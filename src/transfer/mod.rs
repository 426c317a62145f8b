//! The relay engine: interval scrapes, push fan-out and the shutdown drain.

mod drain;
mod pipeline;

pub use drain::{DeleteOutcome, DrainReport};

use crate::domain::{GroupingLabels, MetricSnapshot, Route, RouteError};
use crate::sink::SinkEndpoint;
use crate::source::SourceEndpoint;
use crate::transport::{TransportConfig, TransportError, TransportFactory};
use std::fmt;
use std::sync::Arc;
use std::time::Duration;
use thiserror::Error;
use tokio::sync::{mpsc, watch};
use tokio::task::JoinSet;
use tokio::time::{Instant, MissedTickBehavior};
use tokio_util::sync::CancellationToken;
use tracing::{debug, error, info};

pub const DEFAULT_INTERVAL: Duration = Duration::from_secs(15);
pub const DEFAULT_SCRAPE_TIMEOUT: Duration = Duration::from_secs(10);
pub const DEFAULT_DRAIN_TIMEOUT: Duration = Duration::from_secs(15);

#[derive(Error, Debug)]
pub enum TransferError {
    #[error("scrape timeout must be greater than zero")]
    ZeroTimeout,
    #[error("scrape timeout {timeout:?} must be less than the interval {interval:?}")]
    TimeoutNotBelowInterval {
        timeout: Duration,
        interval: Duration,
    },
    #[error("drain timeout must be greater than zero")]
    ZeroDrainTimeout,
    #[error("cannot start without any exporter endpoints")]
    NoSources,
    #[error("cannot start without any pushgateway endpoints")]
    NoSinks,
    #[error(transparent)]
    Route(#[from] RouteError),
    #[error("failed to create {role} endpoint '{name}': {source}")]
    Endpoint {
        role: &'static str,
        name: String,
        #[source]
        source: TransportError,
    },
    #[error("transfer cannot be started while {0}")]
    AlreadyStarted(TransferState),
}

#[derive(Debug, Clone, PartialEq)]
pub struct TransferConfig {
    pub interval: Duration,
    pub scrape_timeout: Duration,
    pub drain_timeout: Duration,
    pub grouping: GroupingLabels,
    pub sources: Vec<Route>,
    pub sinks: Vec<Route>,
    pub transport: TransportConfig,
}

impl Default for TransferConfig {
    fn default() -> Self {
        Self {
            interval: DEFAULT_INTERVAL,
            scrape_timeout: DEFAULT_SCRAPE_TIMEOUT,
            drain_timeout: DEFAULT_DRAIN_TIMEOUT,
            grouping: GroupingLabels::default(),
            sources: Vec::new(),
            sinks: Vec::new(),
            transport: TransportConfig::default(),
        }
    }
}

impl TransferConfig {
    pub fn validate(&self) -> Result<(), TransferError> {
        if self.scrape_timeout.is_zero() {
            return Err(TransferError::ZeroTimeout);
        }
        if self.scrape_timeout >= self.interval {
            return Err(TransferError::TimeoutNotBelowInterval {
                timeout: self.scrape_timeout,
                interval: self.interval,
            });
        }
        if self.drain_timeout.is_zero() {
            return Err(TransferError::ZeroDrainTimeout);
        }
        if self.sources.is_empty() {
            return Err(TransferError::NoSources);
        }
        if self.sinks.is_empty() {
            return Err(TransferError::NoSinks);
        }
        for route in self.sources.iter().chain(&self.sinks) {
            route.validate()?;
        }
        Ok(())
    }
}

#[derive(Debug, Clone, Copy, PartialEq, Eq)]
pub enum TransferState {
    Idle,
    Running,
    Draining,
    Terminated,
}

impl fmt::Display for TransferState {
    fn fmt(&self, f: &mut fmt::Formatter<'_>) -> fmt::Result {
        let state = match self {
            Self::Idle => "idle",
            Self::Running => "running",
            Self::Draining => "draining",
            Self::Terminated => "terminated",
        };
        f.write_str(state)
    }
}

/// Relays every source to every sink until shutdown, then deletes what it pushed.
pub struct Transfer {
    interval: Duration,
    scrape_timeout: Duration,
    drain_timeout: Duration,
    grouping: Arc<GroupingLabels>,
    sources: Arc<Vec<SourceEndpoint>>,
    sinks: Arc<Vec<SinkEndpoint>>,
    state: watch::Sender<TransferState>,
}

impl Transfer {
    /// Validates the configuration and builds one endpoint per route.
    pub fn new(config: TransferConfig) -> Result<Self, TransferError> {
        config.validate()?;

        let factory = TransportFactory::new(config.transport);
        let sources = config
            .sources
            .iter()
            .map(|route| {
                SourceEndpoint::new(route, &factory).map_err(|source| TransferError::Endpoint {
                    role: "exporter",
                    name: route.name.clone(),
                    source,
                })
            })
            .collect::<Result<Vec<_>, _>>()?;
        let sinks = config
            .sinks
            .iter()
            .map(|route| {
                SinkEndpoint::new(route, &factory).map_err(|source| TransferError::Endpoint {
                    role: "pushgateway",
                    name: route.name.clone(),
                    source,
                })
            })
            .collect::<Result<Vec<_>, _>>()?;

        let (state, _) = watch::channel(TransferState::Idle);
        Ok(Self {
            interval: config.interval,
            scrape_timeout: config.scrape_timeout,
            drain_timeout: config.drain_timeout,
            grouping: Arc::new(config.grouping),
            sources: Arc::new(sources),
            sinks: Arc::new(sinks),
            state,
        })
    }

    pub fn interval(&self) -> Duration {
        self.interval
    }

    pub fn scrape_timeout(&self) -> Duration {
        self.scrape_timeout
    }

    pub fn drain_timeout(&self) -> Duration {
        self.drain_timeout
    }

    pub fn grouping(&self) -> &GroupingLabels {
        &self.grouping
    }

    pub fn sources(&self) -> &[SourceEndpoint] {
        &self.sources
    }

    pub fn sinks(&self) -> &[SinkEndpoint] {
        &self.sinks
    }

    pub fn state(&self) -> TransferState {
        *self.state.borrow()
    }

    /// Watches state transitions, e.g. to learn when draining starts.
    pub fn subscribe(&self) -> watch::Receiver<TransferState> {
        self.state.subscribe()
    }

    /// Relays until `shutdown` is cancelled, then drains.
    ///
    /// A transfer runs once; calling this again fails with
    /// [`TransferError::AlreadyStarted`].
    pub async fn run(&self, shutdown: CancellationToken) -> Result<DrainReport, TransferError> {
        let started = self.state.send_if_modified(|state| {
            if *state == TransferState::Idle {
                *state = TransferState::Running;
                true
            } else {
                false
            }
        });
        if !started {
            return Err(TransferError::AlreadyStarted(self.state()));
        }

        info!(
            interval = ?self.interval,
            timeout = ?self.scrape_timeout,
            sources = self.sources.len(),
            sinks = self.sinks.len(),
            grouping = %self.grouping,
            "Starting transfer"
        );

        let (tx, rx) = mpsc::channel(self.sources.len());
        let consumer = tokio::spawn(pipeline::push_consumer(
            rx,
            Arc::clone(&self.sinks),
            Arc::clone(&self.grouping),
        ));

        self.relay(&shutdown, tx).await;

        match consumer.await {
            Ok(tally) => debug!(
                snapshots = tally.snapshots,
                succeeded = tally.succeeded,
                failed = tally.failed,
                "Push consumer finished"
            ),
            Err(err) => error!("Push consumer task failed: {err}"),
        }

        self.state.send_replace(TransferState::Draining);
        info!(timeout = ?self.drain_timeout, "Draining pushed job groups");
        let report = drain::drain(
            &self.sources,
            &self.sinks,
            &self.grouping,
            self.drain_timeout,
        )
        .await;
        self.state.send_replace(TransferState::Terminated);

        info!(
            deleted = report.succeeded(),
            failed = report.failed(),
            "Transfer terminated"
        );
        Ok(report)
    }

    /// Starts one scrape pass per interval until shutdown.
    ///
    /// Owns the queue sender; once it returns, the only senders left belong
    /// to passes that have already finished.
    async fn relay(&self, shutdown: &CancellationToken, tx: mpsc::Sender<MetricSnapshot>) {
        let mut ticker = tokio::time::interval_at(Instant::now() + self.interval, self.interval);
        ticker.set_missed_tick_behavior(MissedTickBehavior::Delay);
        let mut passes = JoinSet::new();

        while !shutdown.is_cancelled() {
            let pass = shutdown.child_token();
            passes.spawn(pipeline::scrape_pass(
                Arc::clone(&self.sources),
                self.scrape_timeout,
                pass.clone(),
                tx.clone(),
            ));

            tokio::select! {
                () = shutdown.cancelled() => {
                    info!("Shutdown requested, stopping scrapes");
                    pass.cancel();
                }
                _ = ticker.tick() => {
                    pass.cancel();
                }
            }

            while let Some(finished) = passes.try_join_next() {
                if let Err(err) = finished {
                    error!("Scrape pass task failed: {err}");
                }
            }
        }

        drop(tx);
        while let Some(finished) = passes.join_next().await {
            if let Err(err) = finished {
                error!("Scrape pass task failed: {err}");
            }
        }
    }
}

impl fmt::Debug for Transfer {
    fn fmt(&self, f: &mut fmt::Formatter<'_>) -> fmt::Result {
        f.debug_struct("Transfer")
            .field("interval", &self.interval)
            .field("scrape_timeout", &self.scrape_timeout)
            .field("drain_timeout", &self.drain_timeout)
            .field("grouping", &self.grouping)
            .field("sources", &self.sources)
            .field("sinks", &self.sinks)
            .field("state", &self.state())
            .finish()
    }
}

▸ ASSIGNMENT
The first line of the data, the line with "use crate::source::SourceEndpoint;", and all lines in between are to be copied exactly. Leave out everything else.

▸ REPLY TO THE TASK
filename src/transfer/mod.rs
repository 426c317a62145f8b
//! The relay engine: interval scrapes, push fan-out and the shutdown drain.

mod drain;
mod pipeline;

pub use drain::{DeleteOutcome, DrainReport};

use crate::domain::{GroupingLabels, MetricSnapshot, Route, RouteError};
use crate::sink::SinkEndpoint;
use crate::source::SourceEndpoint;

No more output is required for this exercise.